[Instructions to follow]: Reproduce the section of the listing that begins at the line containing "category for the" and finishes at the line containing "pub fn spending_by_category(expenses: &[Expense])". Include both end lines and nothing beyond them.

[Material for this task]:
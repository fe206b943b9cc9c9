//! Read-side aggregation over ledger snapshots.
//!
//! Every function here is a pure fold over borrowed slices; nothing in
//! this module mutates or stores state. Totals are recomputed on
//! demand rather than cached, so they can never drift from the
//! snapshot they were derived from.

use std::collections::HashMap;

use chrono::{Duration, NaiveDate};
use serde::Serialize;
use uuid::Uuid;

use crate::ledger::{Budget, BudgetPeriod, Expense, Subscription};
use crate::time;

/// Progress of one budget against the spending recorded in its
/// category over the current period window.
#[derive(Debug, Clone, PartialEq, Serialize)]
pub struct BudgetProgress {
    pub spent: f64,
    /// Never negative; an overspent budget reports zero remaining and
    /// lets `percentage` carry the overshoot.
    pub remaining: f64,
    /// Spent as a share of the budgeted amount, in percent. May exceed
    /// 100. A zero-amount budget reports 0 rather than dividing.
    pub percentage: f64,
}

/// One day of a spending trend series.
#[derive(Debug, Clone, PartialEq, Serialize)]
pub struct TrendPoint {
    pub date: NaiveDate,
    pub amount: f64,
}

/// Sum of all expense amounts.
pub fn total(expenses: &[Expense]) -> f64 {
    expenses.iter().map(|expense| expense.amount).sum()
}

/// Sum of the amounts recorded in one category.
pub fn total_by_category(expenses: &[Expense], category: Uuid) -> f64 {
    expenses
        .iter()
        .filter(|expense| expense.category == category)
        .map(|expense| expense.amount)
        .sum()
}

/// Sum of the amounts falling inside the period window containing
/// `reference`.
pub fn total_by_period(expenses: &[Expense], period: BudgetPeriod, reference: NaiveDate) -> f64 {
    let window = time::period_window(period, reference);
    expenses
        .iter()
        .filter(|expense| window.contains(expense.date))
        .map(|expense| expense.amount)
        .sum()
}

/// Evaluates one budget against the expenses of its category for the
/// period window containing `reference`.
pub fn budget_progress(budget: &Budget, expenses: &[Expense], reference: NaiveDate) -> BudgetProgress {
    let window = time::period_window(budget.period, reference);
    let spent: f64 = expenses
        .iter()
        .filter(|expense| expense.category == budget.category && window.contains(expense.date))
        .map(|expense| expense.amount)
        .sum();
    let remaining = (budget.amount - spent).max(0.0);
    let percentage = if budget.amount > 0.0 {
        spent / budget.amount * 100.0
    } else {
        0.0
    };
    BudgetProgress {
        spent,
        remaining,
        percentage,
    }
}

/// Per-category totals keyed by category id. Categories with no
/// expenses are absent from the map.
pub fn spending_by_category(expenses: &[Expense]) -> HashMap<Uuid, f64> {
    let mut totals: HashMap<Uuid, f64> = HashMap::new();
    for expense in expenses {
        *totals.entry(expense.category).or_insert(0.0) += expense.amount;
    }
    totals
}

/// Mean amount across all expenses, zero when there are none.
pub fn average_expense(expenses: &[Expense]) -> f64 {
    if expenses.is_empty() {
        return 0.0;
    }
    total(expenses) / expenses.len() as f64
}

/// Daily totals for the last `days` days ending at `today`, oldest
/// first. The series always has exactly `days` entries; days without
/// spending carry a zero so charts stay contiguous.
pub fn spending_trend(expenses: &[Expense], days: usize, today: NaiveDate) -> Vec<TrendPoint> {
    (0..days)
        .map(|offset| {
            let date = today - Duration::days((days - 1 - offset) as i64);
            let amount = expenses
                .iter()
                .filter(|expense| expense.date == date)
                .map(|expense| expense.amount)
                .sum();
            TrendPoint { date, amount }
        })
        .collect()
}

/// Combined monthly cost of the active subscriptions. Yearly plans
/// contribute one twelfth of their amount.
pub fn subscription_monthly_total(subscriptions: &[Subscription]) -> f64 {
    subscriptions
        .iter()
        .filter(|subscription| subscription.is_active)
        .map(|subscription| subscription.monthly_cost())
        .sum()
}

/// Combined yearly cost of the active subscriptions, derived from the
/// monthly total so the two figures always agree.
pub fn subscription_yearly_total(subscriptions: &[Subscription]) -> f64 {
    subscription_monthly_total(subscriptions) * 12.0
}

[Answer box]:
/// Evaluates one budget against the expenses of its category for the
/// period window containing `reference`.
pub fn budget_progress(budget: &Budget, expenses: &[Expense], reference: NaiveDate) -> BudgetProgress {
    let window = time::period_window(budget.period, reference);
    let spent: f64 = expenses
        .iter()
        .filter(|expense| expense.category == budget.category && window.contains(expense.date))
        .map(|expense| expense.amount)
        .sum();
    let remaining = (budget.amount - spent).max(0.0);
    let percentage = if budget.amount > 0.0 {
        spent / budget.amount * 100.0
    } else {
        0.0
    };
    BudgetProgress {
        spent,
        remaining,
        percentage,
    }
}

/// Per-category totals keyed by category id. Categories with no
/// expenses are absent from the map.
pub fn spending_by_category(expenses: &[Expense]) -> HashMap<Uuid, f64> {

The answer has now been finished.